**SUPPLIED MATERIAL:**
################
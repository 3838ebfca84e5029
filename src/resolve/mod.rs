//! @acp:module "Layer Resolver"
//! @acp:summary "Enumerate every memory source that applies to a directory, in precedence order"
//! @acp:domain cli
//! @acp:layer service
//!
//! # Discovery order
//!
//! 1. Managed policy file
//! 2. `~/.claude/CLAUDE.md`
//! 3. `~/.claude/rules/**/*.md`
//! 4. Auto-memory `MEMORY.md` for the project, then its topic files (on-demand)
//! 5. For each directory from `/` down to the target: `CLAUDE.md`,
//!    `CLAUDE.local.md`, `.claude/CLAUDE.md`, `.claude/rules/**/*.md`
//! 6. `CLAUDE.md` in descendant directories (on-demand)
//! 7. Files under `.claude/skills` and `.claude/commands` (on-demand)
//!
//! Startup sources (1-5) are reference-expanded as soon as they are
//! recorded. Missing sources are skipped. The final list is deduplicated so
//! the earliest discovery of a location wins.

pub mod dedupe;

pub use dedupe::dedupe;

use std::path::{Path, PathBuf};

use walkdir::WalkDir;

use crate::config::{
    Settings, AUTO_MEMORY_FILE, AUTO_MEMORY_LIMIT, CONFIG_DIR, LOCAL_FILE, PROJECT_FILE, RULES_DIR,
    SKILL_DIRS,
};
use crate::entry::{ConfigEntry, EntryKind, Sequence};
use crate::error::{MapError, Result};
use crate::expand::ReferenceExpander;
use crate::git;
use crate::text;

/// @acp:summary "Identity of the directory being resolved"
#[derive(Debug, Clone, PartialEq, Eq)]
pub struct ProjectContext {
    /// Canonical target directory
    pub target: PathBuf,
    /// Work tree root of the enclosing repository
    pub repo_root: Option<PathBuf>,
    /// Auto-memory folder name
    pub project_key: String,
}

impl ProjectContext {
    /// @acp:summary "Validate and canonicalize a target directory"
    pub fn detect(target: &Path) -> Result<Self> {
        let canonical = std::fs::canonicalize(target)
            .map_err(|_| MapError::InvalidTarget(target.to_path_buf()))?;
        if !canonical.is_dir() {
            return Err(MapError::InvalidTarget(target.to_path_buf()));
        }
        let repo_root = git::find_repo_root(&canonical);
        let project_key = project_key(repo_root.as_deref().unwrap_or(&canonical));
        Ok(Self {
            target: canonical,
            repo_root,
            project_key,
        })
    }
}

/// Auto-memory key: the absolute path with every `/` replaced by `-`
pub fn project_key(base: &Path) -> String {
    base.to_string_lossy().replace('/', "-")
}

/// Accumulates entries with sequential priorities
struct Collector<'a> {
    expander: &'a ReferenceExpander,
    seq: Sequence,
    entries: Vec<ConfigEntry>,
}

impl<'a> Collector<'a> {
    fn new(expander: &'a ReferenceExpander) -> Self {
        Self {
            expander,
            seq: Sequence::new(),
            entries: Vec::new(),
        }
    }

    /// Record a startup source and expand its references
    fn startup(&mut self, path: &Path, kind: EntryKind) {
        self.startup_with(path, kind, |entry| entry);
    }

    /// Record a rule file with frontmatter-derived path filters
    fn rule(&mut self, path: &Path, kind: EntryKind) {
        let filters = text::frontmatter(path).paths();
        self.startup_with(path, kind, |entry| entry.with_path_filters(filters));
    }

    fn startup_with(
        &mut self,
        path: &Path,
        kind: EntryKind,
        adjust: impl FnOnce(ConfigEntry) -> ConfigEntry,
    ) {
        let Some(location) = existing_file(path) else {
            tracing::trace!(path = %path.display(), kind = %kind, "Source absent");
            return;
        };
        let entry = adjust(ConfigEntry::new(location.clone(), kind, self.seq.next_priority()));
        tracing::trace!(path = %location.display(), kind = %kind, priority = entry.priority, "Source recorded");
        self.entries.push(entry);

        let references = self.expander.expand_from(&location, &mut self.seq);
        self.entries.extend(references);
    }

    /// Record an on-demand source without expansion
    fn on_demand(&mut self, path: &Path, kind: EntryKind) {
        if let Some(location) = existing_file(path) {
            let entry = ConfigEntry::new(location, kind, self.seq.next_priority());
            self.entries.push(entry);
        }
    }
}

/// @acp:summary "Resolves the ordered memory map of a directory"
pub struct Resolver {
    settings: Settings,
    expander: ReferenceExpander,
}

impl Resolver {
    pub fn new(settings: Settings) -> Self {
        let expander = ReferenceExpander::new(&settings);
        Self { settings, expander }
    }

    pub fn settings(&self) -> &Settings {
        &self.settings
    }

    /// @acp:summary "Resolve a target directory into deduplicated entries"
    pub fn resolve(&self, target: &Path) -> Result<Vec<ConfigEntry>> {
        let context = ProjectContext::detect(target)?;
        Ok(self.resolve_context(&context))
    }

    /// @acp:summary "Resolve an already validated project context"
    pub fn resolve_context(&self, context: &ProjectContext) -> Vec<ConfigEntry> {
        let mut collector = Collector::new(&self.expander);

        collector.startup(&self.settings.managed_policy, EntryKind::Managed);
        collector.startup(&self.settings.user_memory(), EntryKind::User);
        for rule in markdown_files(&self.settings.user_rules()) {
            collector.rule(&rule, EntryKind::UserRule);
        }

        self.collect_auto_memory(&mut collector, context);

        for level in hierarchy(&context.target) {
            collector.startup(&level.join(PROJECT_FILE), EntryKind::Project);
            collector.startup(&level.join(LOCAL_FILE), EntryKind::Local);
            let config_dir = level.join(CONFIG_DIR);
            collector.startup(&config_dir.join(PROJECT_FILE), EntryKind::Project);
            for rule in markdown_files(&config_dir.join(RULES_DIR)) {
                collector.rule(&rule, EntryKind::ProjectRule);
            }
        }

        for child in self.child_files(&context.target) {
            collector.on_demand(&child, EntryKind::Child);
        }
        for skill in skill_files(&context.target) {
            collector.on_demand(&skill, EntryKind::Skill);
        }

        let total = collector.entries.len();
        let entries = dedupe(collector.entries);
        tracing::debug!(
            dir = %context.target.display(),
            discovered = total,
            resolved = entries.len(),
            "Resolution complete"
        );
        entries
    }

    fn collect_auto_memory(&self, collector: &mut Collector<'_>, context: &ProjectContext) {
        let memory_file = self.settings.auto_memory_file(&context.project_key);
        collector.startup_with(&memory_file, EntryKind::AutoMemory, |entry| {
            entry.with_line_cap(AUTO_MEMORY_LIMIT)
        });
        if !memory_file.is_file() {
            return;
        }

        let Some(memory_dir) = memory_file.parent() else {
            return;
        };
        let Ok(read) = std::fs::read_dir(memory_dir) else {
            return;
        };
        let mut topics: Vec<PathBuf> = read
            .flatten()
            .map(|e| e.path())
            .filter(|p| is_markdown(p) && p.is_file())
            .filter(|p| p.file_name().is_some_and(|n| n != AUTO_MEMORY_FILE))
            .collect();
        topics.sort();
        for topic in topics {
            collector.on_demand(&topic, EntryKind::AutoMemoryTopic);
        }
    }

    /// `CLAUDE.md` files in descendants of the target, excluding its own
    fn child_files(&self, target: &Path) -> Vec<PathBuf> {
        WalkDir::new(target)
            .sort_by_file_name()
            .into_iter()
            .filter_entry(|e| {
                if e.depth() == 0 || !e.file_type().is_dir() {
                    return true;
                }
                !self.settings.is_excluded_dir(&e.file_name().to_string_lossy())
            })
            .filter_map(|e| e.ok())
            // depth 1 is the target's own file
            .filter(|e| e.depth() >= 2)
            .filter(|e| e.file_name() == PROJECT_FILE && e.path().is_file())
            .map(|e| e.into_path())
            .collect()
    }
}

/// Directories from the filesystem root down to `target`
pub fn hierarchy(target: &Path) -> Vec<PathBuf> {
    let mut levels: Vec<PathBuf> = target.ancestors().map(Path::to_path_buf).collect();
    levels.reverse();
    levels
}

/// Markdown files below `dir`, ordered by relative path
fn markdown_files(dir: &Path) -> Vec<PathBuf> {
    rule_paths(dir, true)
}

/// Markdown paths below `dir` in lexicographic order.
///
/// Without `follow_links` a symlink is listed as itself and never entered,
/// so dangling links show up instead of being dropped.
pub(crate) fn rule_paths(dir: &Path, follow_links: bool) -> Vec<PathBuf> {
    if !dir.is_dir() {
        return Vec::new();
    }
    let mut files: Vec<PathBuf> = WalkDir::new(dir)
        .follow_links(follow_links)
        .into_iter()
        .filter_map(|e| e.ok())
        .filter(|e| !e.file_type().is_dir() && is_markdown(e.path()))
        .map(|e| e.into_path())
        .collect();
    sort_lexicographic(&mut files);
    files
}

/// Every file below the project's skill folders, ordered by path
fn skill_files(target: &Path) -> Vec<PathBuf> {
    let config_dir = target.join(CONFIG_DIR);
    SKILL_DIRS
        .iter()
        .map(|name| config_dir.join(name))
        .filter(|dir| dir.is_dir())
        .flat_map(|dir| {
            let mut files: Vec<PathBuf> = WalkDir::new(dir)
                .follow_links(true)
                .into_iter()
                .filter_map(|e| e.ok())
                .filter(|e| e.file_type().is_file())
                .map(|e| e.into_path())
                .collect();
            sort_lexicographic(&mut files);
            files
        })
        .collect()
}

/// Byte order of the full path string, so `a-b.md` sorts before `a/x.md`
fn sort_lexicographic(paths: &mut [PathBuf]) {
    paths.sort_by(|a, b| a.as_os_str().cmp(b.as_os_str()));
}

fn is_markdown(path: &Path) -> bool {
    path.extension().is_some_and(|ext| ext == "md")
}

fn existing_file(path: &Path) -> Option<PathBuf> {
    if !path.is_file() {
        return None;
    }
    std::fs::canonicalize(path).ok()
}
################
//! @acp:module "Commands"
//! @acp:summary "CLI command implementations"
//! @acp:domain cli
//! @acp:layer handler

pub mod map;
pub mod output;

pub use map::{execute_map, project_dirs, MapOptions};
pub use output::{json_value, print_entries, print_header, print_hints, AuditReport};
################
**WHAT TO DO:** Nothing should appear in the answer except the lines above from the line with "repository 3838ebfca84e5029" through the line with "pub struct ProjectContext", both included, written out exactly.

**EXERCISE SOLUTION:**
repository 3838ebfca84e5029
filename src/resolve/mod.rs
//! @acp:module "Layer Resolver"
//! @acp:summary "Enumerate every memory source that applies to a directory, in precedence order"
//! @acp:domain cli
//! @acp:layer service
//!
//! # Discovery order
//!
//! 1. Managed policy file
//! 2. `~/.claude/CLAUDE.md`
//! 3. `~/.claude/rules/**/*.md`
//! 4. Auto-memory `MEMORY.md` for the project, then its topic files (on-demand)
//! 5. For each directory from `/` down to the target: `CLAUDE.md`,
//!    `CLAUDE.local.md`, `.claude/CLAUDE.md`, `.claude/rules/**/*.md`
//! 6. `CLAUDE.md` in descendant directories (on-demand)
//! 7. Files under `.claude/skills` and `.claude/commands` (on-demand)
//!
//! Startup sources (1-5) are reference-expanded as soon as they are
//! recorded. Missing sources are skipped. The final list is deduplicated so
//! the earliest discovery of a location wins.

pub mod dedupe;

pub use dedupe::dedupe;

use std::path::{Path, PathBuf};

use walkdir::WalkDir;

use crate::config::{
    Settings, AUTO_MEMORY_FILE, AUTO_MEMORY_LIMIT, CONFIG_DIR, LOCAL_FILE, PROJECT_FILE, RULES_DIR,
    SKILL_DIRS,
};
use crate::entry::{ConfigEntry, EntryKind, Sequence};
use crate::error::{MapError, Result};
use crate::expand::ReferenceExpander;
use crate::git;
use crate::text;

/// @acp:summary "Identity of the directory being resolved"
#[derive(Debug, Clone, PartialEq, Eq)]
pub struct ProjectContext {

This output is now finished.